◆ TASK GOAL: The stretch wanted below opens at the line containing "signing certificate's subject" and closes at the line containing "self.team_id = Some(ou);". Please return it exactly, with no other lines.

== Segment start ==

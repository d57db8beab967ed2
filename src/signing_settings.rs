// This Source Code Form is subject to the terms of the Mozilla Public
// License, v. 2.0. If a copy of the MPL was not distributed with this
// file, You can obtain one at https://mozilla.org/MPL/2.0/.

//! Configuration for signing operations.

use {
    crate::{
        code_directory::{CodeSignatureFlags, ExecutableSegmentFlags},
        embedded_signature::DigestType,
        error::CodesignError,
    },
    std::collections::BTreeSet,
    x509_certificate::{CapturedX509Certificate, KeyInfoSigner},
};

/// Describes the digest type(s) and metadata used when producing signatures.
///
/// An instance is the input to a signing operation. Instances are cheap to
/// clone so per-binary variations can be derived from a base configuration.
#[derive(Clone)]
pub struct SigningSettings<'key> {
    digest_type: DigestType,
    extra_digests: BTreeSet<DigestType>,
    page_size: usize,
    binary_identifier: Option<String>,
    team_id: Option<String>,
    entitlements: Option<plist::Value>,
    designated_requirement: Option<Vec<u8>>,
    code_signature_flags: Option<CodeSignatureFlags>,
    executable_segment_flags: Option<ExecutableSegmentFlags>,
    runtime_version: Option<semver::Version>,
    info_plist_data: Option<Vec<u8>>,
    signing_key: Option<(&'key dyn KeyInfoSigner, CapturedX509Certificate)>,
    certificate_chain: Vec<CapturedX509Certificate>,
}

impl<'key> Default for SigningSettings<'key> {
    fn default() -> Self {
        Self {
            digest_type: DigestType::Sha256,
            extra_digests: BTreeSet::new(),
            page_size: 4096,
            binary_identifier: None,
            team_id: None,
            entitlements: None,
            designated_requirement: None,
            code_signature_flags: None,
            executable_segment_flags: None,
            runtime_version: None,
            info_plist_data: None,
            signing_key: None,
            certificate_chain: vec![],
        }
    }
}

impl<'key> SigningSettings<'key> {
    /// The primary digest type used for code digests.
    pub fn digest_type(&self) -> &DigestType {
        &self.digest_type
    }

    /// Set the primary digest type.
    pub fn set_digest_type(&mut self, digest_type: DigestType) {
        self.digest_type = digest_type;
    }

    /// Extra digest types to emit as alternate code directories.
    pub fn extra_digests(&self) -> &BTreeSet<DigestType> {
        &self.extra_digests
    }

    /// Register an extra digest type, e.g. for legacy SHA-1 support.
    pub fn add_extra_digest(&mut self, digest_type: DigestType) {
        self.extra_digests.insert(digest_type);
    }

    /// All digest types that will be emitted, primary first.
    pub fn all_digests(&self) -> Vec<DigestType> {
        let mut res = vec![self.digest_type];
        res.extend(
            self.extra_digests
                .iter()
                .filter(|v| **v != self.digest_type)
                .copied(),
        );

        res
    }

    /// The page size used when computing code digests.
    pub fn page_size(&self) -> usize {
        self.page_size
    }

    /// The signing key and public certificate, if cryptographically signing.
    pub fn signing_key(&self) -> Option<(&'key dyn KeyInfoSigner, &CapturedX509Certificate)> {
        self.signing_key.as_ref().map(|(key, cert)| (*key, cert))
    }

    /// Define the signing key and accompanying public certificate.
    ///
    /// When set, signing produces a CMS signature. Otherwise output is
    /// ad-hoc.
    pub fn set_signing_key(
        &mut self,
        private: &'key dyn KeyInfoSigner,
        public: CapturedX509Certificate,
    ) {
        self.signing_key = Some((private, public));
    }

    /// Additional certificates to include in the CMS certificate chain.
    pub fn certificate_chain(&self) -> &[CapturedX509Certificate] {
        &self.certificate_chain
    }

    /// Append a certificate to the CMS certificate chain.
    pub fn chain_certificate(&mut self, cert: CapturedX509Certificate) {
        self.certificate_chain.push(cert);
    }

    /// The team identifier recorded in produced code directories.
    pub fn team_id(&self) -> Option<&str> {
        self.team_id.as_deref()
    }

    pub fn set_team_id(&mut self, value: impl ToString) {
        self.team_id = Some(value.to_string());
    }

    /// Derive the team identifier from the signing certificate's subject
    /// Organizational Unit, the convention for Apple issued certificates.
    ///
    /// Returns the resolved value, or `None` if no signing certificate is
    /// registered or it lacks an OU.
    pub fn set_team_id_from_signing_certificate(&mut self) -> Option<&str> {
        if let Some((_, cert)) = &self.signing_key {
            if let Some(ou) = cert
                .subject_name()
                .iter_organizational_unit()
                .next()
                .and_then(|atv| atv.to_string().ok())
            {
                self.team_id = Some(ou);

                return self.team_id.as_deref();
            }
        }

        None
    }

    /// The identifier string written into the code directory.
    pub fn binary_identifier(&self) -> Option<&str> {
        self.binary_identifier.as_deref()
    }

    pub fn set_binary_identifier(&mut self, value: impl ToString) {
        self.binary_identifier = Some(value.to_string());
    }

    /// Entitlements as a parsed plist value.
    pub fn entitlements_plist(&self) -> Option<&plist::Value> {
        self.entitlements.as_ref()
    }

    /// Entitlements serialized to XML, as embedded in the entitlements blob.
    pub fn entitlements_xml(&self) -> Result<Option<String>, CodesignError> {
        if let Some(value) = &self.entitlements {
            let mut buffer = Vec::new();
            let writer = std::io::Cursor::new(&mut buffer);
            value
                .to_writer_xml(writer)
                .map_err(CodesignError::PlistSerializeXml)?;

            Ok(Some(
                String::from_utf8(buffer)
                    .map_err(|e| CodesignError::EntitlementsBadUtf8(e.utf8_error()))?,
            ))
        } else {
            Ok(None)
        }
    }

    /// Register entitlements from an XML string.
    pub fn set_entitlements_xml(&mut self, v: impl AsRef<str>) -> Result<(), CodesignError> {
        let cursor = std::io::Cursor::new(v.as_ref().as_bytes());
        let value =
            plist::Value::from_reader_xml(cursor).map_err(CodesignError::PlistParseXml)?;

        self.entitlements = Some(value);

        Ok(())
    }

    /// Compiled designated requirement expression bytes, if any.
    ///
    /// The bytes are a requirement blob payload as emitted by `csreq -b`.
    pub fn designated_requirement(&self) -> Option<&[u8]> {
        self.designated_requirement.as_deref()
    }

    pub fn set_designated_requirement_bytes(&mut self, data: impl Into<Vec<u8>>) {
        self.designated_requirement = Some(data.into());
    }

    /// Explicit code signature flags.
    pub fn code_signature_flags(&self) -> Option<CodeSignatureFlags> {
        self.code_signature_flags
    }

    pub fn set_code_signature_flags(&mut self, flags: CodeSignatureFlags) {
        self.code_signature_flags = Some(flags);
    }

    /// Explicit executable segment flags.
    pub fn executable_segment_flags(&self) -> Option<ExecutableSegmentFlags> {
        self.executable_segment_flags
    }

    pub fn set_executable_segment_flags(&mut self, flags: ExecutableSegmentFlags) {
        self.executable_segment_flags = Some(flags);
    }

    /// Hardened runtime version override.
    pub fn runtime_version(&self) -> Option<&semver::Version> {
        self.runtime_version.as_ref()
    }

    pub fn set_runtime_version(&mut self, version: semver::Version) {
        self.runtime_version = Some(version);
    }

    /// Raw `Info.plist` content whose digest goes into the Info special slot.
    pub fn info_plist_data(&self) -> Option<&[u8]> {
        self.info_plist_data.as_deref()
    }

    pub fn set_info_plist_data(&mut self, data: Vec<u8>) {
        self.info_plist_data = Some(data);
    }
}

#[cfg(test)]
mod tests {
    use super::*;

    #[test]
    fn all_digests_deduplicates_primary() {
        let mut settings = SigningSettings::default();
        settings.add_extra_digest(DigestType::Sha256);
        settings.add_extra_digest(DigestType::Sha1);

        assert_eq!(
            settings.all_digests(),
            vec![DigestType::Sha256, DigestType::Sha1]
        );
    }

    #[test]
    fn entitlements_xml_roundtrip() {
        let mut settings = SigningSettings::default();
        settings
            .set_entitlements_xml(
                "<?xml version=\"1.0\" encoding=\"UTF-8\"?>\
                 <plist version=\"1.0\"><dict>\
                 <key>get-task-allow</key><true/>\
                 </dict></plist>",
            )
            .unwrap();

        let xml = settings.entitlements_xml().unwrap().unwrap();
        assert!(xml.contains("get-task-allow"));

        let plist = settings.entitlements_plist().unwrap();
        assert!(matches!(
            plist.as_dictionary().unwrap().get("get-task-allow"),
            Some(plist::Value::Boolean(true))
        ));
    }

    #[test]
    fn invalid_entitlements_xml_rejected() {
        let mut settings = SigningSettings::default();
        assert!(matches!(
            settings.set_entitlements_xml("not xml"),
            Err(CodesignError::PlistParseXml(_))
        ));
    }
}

== Segment end ==

◆ FINAL ANSWER:
    /// Derive the team identifier from the signing certificate's subject
    /// Organizational Unit, the convention for Apple issued certificates.
    ///
    /// Returns the resolved value, or `None` if no signing certificate is
    /// registered or it lacks an OU.
    pub fn set_team_id_from_signing_certificate(&mut self) -> Option<&str> {
        if let Some((_, cert)) = &self.signing_key {
            if let Some(ou) = cert
                .subject_name()
                .iter_organizational_unit()
                .next()
                .and_then(|atv| atv.to_string().ok())
            {
                self.team_id = Some(ou);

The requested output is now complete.